WORK REQUEST:
Which lines have the string "next"? Copy all of them from the entries below.

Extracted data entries
■ ■ ■ ■ ■ ■ ■

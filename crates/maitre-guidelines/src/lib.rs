// SPDX-FileCopyrightText: 2026 Maitre Contributors
// SPDX-License-Identifier: MIT OR Apache-2.0

//! Guideline resolver: maps a review's star rating and text to a structured
//! prompt [`Directive`].
//!
//! `resolve` is a pure, deterministic, total function. Every rating and any
//! text produce a directive; there is no error path. The source guidelines
//! are independent bullet rules with no stated precedence, so the
//! resolution order is made explicit here: all matching offers apply unless
//! two grant a discount code, in which case the lowest-rating-tier rule
//! wins as the most specific.

pub mod directive;

pub use directive::{Directive, Offer, OfferCondition, OfferEffect};

/// Configurable knobs for the otherwise-fixed guideline rules.
#[derive(Debug, Clone)]
pub struct GuidelineRules {
    /// Keyword list for special-occasion detection, matched
    /// case-insensitively as substrings.
    pub occasion_terms: Vec<String>,
    /// Manager contact line required in 1-star responses.
    pub manager_contact: String,
    /// The complimentary item offered for special occasions.
    pub complimentary_item: String,
}

impl Default for GuidelineRules {
    fn default() -> Self {
        Self {
            occasion_terms: vec![
                "birthday".into(),
                "anniversary".into(),
                "special event".into(),
                "celebration".into(),
            ],
            manager_contact: "+1 (555) 010-4872".into(),
            complimentary_item: "complimentary dessert on your next visit".into(),
        }
    }
}

impl GuidelineRules {
    /// Returns the first occasion term found in `text`, if any.
    ///
    /// Multiple matching terms all trigger the same single offer, so only
    /// the first match (in term-list order) is reported as the tag.
    pub fn detect_occasion(&self, text: &str) -> Option<String> {
        let lowered = text.to_lowercase();
        self.occasion_terms
            .iter()
            .find(|term| !term.is_empty() && lowered.contains(&term.to_lowercase()))
            .cloned()
    }

    /// Resolves a rating and review text into a prompt directive.
    ///
    /// Ratings outside 1-5 are clamped so the function stays total.
    pub fn resolve(&self, rating: u8, text: &str) -> Directive {
        let rating = rating.clamp(1, 5);
        let mut directive = self.rating_tier(rating);

        if let Some(term) = self.detect_occasion(text) {
            directive.offers.push(Offer {
                condition: OfferCondition::SpecialOccasion(term),
                effect: OfferEffect::ComplimentaryItem(self.complimentary_item.clone()),
            });
        }

        directive.offers = merge_offers(directive.offers);
        directive
    }

    fn rating_tier(&self, rating: u8) -> Directive {
        match rating {
            1 => Directive {
                opening_style: "open with a direct, personal apology".into(),
                tone: vec!["apologetic".into(), "sincere".into(), "urgent".into()],
                mandatory_phrases: vec![
                    "we sincerely apologize".into(),
                    format!("reach our manager directly at {}", self.manager_contact),
                ],
                offers: vec![Offer {
                    condition: OfferCondition::RatingTier(1),
                    effect: OfferEffect::DiscountCode("THANKYOU10".into()),
                }],
                closing: "commit to doing better and invite them to give us another chance"
                    .into(),
            },
            2 => Directive {
                opening_style: "open by acknowledging the disappointment".into(),
                tone: vec!["apologetic".into(), "constructive".into()],
                mandatory_phrases: vec!["we're sorry we fell short".into()],
                offers: vec![Offer {
                    condition: OfferCondition::RatingTier(2),
                    effect: OfferEffect::DiscountCode("COMEBACK15".into()),
                }],
                closing: "commit to doing better and invite them to return".into(),
            },
            3 => Directive {
                opening_style: "open by thanking them for the balanced feedback".into(),
                tone: vec!["appreciative".into(), "balanced".into()],
                mandatory_phrases: vec!["we appreciate your honest feedback".into()],
                offers: vec![],
                closing: "invite them to return and see the improvements".into(),
            },
            4 => Directive {
                opening_style: "open with warm thanks".into(),
                tone: vec!["warm".into(), "grateful".into()],
                mandatory_phrases: vec!["thank you for the kind words".into()],
                offers: vec![],
                closing: "invite them back soon".into(),
            },
            _ => Directive {
                opening_style: "open with enthusiastic gratitude".into(),
                tone: vec!["enthusiastic".into(), "grateful".into()],
                mandatory_phrases: vec![
                    "we're honored to have served you".into(),
                    "ask about our loyalty program".into(),
                ],
                offers: vec![],
                closing: "tell them we look forward to their next visit".into(),
            },
        }
    }
}

/// Applies the offer conflict policy: all offers survive unless more than
/// one grants a discount code. Conflicting discounts are resolved in favor
/// of the lowest rating tier; tier-less (occasion) discounts lose to any
/// rating-tier discount.
fn merge_offers(offers: Vec<Offer>) -> Vec<Offer> {
    let discounts: Vec<&Offer> = offers.iter().filter(|o| o.is_discount()).collect();
    if discounts.len() <= 1 {
        return offers;
    }

    let winner = discounts
        .iter()
        .min_by_key(|o| o.tier().map(|t| t as u16).unwrap_or(u16::MAX))
        .map(|o| (*o).clone());

    let mut merged: Vec<Offer> = offers.into_iter().filter(|o| !o.is_discount()).collect();
    if let Some(w) = winner {
        merged.insert(0, w);
    }
    merged
}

■ ■ ■ ■ ■ ■ ■

SOLUTION FOR THIS EXERCISE:
            complimentary_item: "complimentary dessert on your next visit".into(),
                closing: "tell them we look forward to their next visit".into(),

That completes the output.